The BF16/TF32 and FP16/Int8 internal representations differ between Src and Dst. Shuffle functions handle the conversion:

uint19_t ShuffleBF16(uint16_t x) {  // Dst BF16 → Src BF16
  return ((x & 0xFF00) << 3) | (x & 0xFF);
}
uint19_t ShuffleFP16(uint16_t x) {  // Dst FP16 → Src FP16
  return ((x & 0xFFE0) << 3) | (x & 0x1F);
}
uint19_t ShuffleTF32(uint19_t x) {  // Dst TF32 → Src TF32
  uint19_t SignHiMan = x & 0x3fc000;
  uint19_t Exp       = x & 0x0007f8;
  uint19_t LoMan     = x & 0x000007;
  return SignHiMan | (LoMan << 8) | (Exp >> 3);
}

2.3 Bank Tracking State

Four bank indices are maintained:

uint1_t MatrixUnit::SrcABank = 0;     // which bank FPU is reading from
uint1_t Unpackers[0]::SrcBank = 0;   // which bank unpacker 0 is writing to

Additionally, each unpacker tracks a per-thread row cursor:

uint6_t Unpackers[0]::SrcRow[3];  // indexed by Tensix thread

2.4 Double-Buffering Protocol (Bank Flipping)

The two SrcA banks allow the unpacker to load the next tile while the Matrix Unit consumes the current tile.
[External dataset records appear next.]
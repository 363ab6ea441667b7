//! The compaction clerk: a single background worker that turns a level
//! over its ceiling into a committed manifest generation.
//!
//! The penciller dispatches `(level, detached manifest copy)` over a
//! channel; the clerk picks a victim file, merges it with everything it
//! overlaps one level down, writes the output files and the new manifest
//! generation as a pending blob, and posts the result back. Committing
//! (the rename) stays with the penciller, so a clerk failure of any kind
//! leaves the old manifest generation intact.

use anyhow::{Context, Result};
use keycodec::EndKey;
use rand::{rngs::StdRng, SeedableRng};
use sst::{SstPointer, SstReader, SstWriter};
use std::path::PathBuf;
use std::sync::mpsc::{channel, Receiver, RecvTimeoutError, Sender};
use std::sync::Arc;
use std::thread::{self, JoinHandle};
use std::time::Duration;

use crate::manifest::{merge_filename, Manifest, ManifestEntry};
use crate::reader::KeyFolder;

/// Longest the clerk sits idle between checks for work.
const MAX_WORK_WAIT: Duration = Duration::from_secs(300);

/// Work and shutdown messages for the clerk.
pub(crate) enum ClerkWork {
    /// Merge one file from `level` into `level + 1`, starting from a
    /// detached copy of the manifest.
    Merge { level: usize, manifest: Manifest },
    Close,
}

/// What the clerk posts back.
pub(crate) enum ClerkDone {
    /// A new manifest generation, already saved as pending.
    ManifestChange(Manifest),
    /// The merge failed; the old manifest is untouched.
    Failed { level: usize, error: anyhow::Error },
}

/// Handle to the clerk thread held by the penciller.
pub(crate) struct Clerk {
    work_tx: Sender<ClerkWork>,
    done_rx: Receiver<ClerkDone>,
    join: Option<JoinHandle<()>>,
}

impl Clerk {
    /// Spawns the worker. `seed` fixes the victim selection order for
    /// reproducible compaction in tests.
    pub fn start(files_dir: PathBuf, seed: u64, merge_file_max_keys: usize) -> Self {
        let (work_tx, work_rx) = channel::<ClerkWork>();
        let (done_tx, done_rx) = channel::<ClerkDone>();
        let join = thread::spawn(move || {
            let mut rng = StdRng::seed_from_u64(seed);
            loop {
                match work_rx.recv_timeout(MAX_WORK_WAIT) {
                    Ok(ClerkWork::Merge { level, manifest }) => {
                        let result =
                            run_merge(&files_dir, level, manifest, &mut rng, merge_file_max_keys);
                        let done = match result {
                            Ok(manifest) => ClerkDone::ManifestChange(manifest),
                            Err(error) => ClerkDone::Failed { level, error },
                        };
                        if done_tx.send(done).is_err() {
                            break;
                        }
                    }
                    Ok(ClerkWork::Close) => break,
                    Err(RecvTimeoutError::Timeout) => {
                        log::trace!("clerk idle, no work dispatched");
                    }
                    Err(RecvTimeoutError::Disconnected) => break,
                }
            }
        });
        Self {
            work_tx,
            done_rx,
            join: Some(join),
        }
    }

    pub fn dispatch(&self, level: usize, manifest: Manifest) {
        let _ = self.work_tx.send(ClerkWork::Merge { level, manifest });
    }

    pub fn try_recv_done(&self) -> Option<ClerkDone> {
        self.done_rx.try_recv().ok()
    }

    /// Asks the worker to stop and waits for it.
    pub fn close(mut self) {
        let _ = self.work_tx.send(ClerkWork::Close);
        if let Some(join) = self.join.take() {
            let _ = join.join();
        }
    }
}

/// One merge: victim at `level`, overlaps at `level + 1`, output at
/// `level + 1`, new generation saved as pending.
fn run_merge(
    files_dir: &PathBuf,
    level: usize,
    mut manifest: Manifest,
    rng: &mut StdRng,
    merge_file_max_keys: usize,
) -> Result<Manifest> {
    let new_sqn = manifest.manifest_sqn() + 1;
    let src = if level == 0 {
        // L0 holds one file and its range may overlap anything below.
        manifest
            .entries(0)
            .first()
            .cloned()
            .context("dispatched L0 merge with no level-zero file")?
    } else {
        manifest.mergefile_selector(level, rng)
    };
    let end = EndKey::Inclusive(src.end_key.clone());
    let overlaps = manifest.range_lookup(level + 1, &src.start_key, &end);

    if overlaps.is_empty() {
        log::info!(
            "compaction: switching {} from level {} to {}",
            src.filename,
            level,
            level + 1
        );
        manifest.switch_to_next(level, &src.filename, new_sqn)?;
        manifest.save_pending()?;
        return Ok(manifest);
    }

    log::info!(
        "compaction: merging {} (level {}) with {} file(s) at level {}",
        src.filename,
        level,
        overlaps.len(),
        level + 1
    );

    // Tombstones can be dropped only when the output lands in the basement
    // with nothing beneath it to shadow.
    let to_basement = level + 1 >= manifest.basement();

    let new_entries = write_merged(
        files_dir,
        &src,
        &overlaps,
        new_sqn,
        level + 1,
        merge_file_max_keys,
        to_basement,
    )?;

    manifest.remove_run(level, &src.start_key, 1, new_sqn)?;
    manifest.remove_run(level + 1, &overlaps[0].start_key, overlaps.len(), new_sqn)?;
    for entry in new_entries {
        manifest.insert(level + 1, entry, new_sqn);
    }
    manifest.save_pending()?;
    Ok(manifest)
}

/// Streams the dominant records of `src` plus `overlaps` into files of at
/// most `max_keys` records each, returning the new entries in key order.
fn write_merged(
    files_dir: &PathBuf,
    src: &ManifestEntry,
    overlaps: &[ManifestEntry],
    new_sqn: u64,
    target_level: usize,
    max_keys: usize,
    drop_tombstones: bool,
) -> Result<Vec<ManifestEntry>> {
    // The victim is the upper (fresher) stream, so it wins equal-SQN ties.
    let upper = vec![SstPointer::whole(Arc::clone(&src.owner))];
    let lower = overlaps
        .iter()
        .map(|e| SstPointer::whole(Arc::clone(&e.owner)))
        .collect();
    let mut folder = KeyFolder::new(Vec::new(), vec![upper, lower], EndKey::Open);

    let mut entries = Vec::new();
    let mut chunk = Vec::with_capacity(max_keys.min(4096));
    let mut n = 0usize;
    while let Some(record) = folder.next_record()? {
        if drop_tombstones && record.1.is_tombstone() {
            continue;
        }
        chunk.push(record);
        if chunk.len() >= max_keys {
            entries.push(flush_chunk(files_dir, new_sqn, target_level, n, &mut chunk)?);
            n += 1;
        }
    }
    if !chunk.is_empty() {
        entries.push(flush_chunk(files_dir, new_sqn, target_level, n, &mut chunk)?);
    }
    Ok(entries)
}

fn flush_chunk(
    files_dir: &PathBuf,
    new_sqn: u64,
    target_level: usize,
    n: usize,
    chunk: &mut Vec<keycodec::Record>,
) -> Result<ManifestEntry> {
    let filename = merge_filename(new_sqn, target_level, n);
    let expected = chunk.len();
    SstWriter::write(files_dir, &filename, expected, chunk.drain(..))?;
    let reader = Arc::new(SstReader::open(files_dir, &filename)?);
    Ok(ManifestEntry::from_reader(filename, reader))
}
Ownership is mediated by AllowedClient:

Giving a bank to the Matrix Unit (SETDVALID / UNPACR_NOP):

// SETDVALID with FlipSrcA=1 (or UNPACR_NOP 0x7 for WhichUnpacker=0):
SrcA[Unpackers[0].SrcBank].AllowedClient = SrcClient::MatrixUnit;
Unpackers[0].SrcBank ^= 1;
Unpackers[0].SrcRow[CurrentThread] = ThreadConfig[CurrentThread].SRCA_SET_Base << 4;

Giving a bank back to Unpackers (CLEARDVALID):

// CLEARDVALID with FlipSrcA=1:
SrcA[MatrixUnit.SrcABank].AllowedClient = SrcClient::Unpackers;
if (!KeepReadingSameSrc) MatrixUnit.SrcABank ^= 1;

Flipping during MVMUL (FlipSrcA bit):

// At end of MVMUL with FlipSrcA=1:
if (!ThreadConfig[CurrentThread].CLR_DVALID_SrcA_Disable) {
    SrcA[MatrixUnit.SrcABank].AllowedClient = SrcClient::Unpackers;
}
MatrixUnit.SrcABank ^= 1;

STALLWAIT conditions for SrcA bank synchronization:

ConditionMeaning
C5SrcA[Unpackers[0].SrcBank].AllowedClient != SrcClient::Unpackers — unpack side is not ready
C7SrcA[MatrixUnit.SrcABank].AllowedClient != SrcClient::MatrixUnit — math side is not ready
SRCA_VLD (0x80)Used as a STALLWAIT mask for waiting for SrcA to be given to the Matrix Unit

LLK calls: wait_bank_valid<SrcA>() issues TTI_STALLWAIT(p_stall::STALL_MATH, p_stall::SRCA_VLD).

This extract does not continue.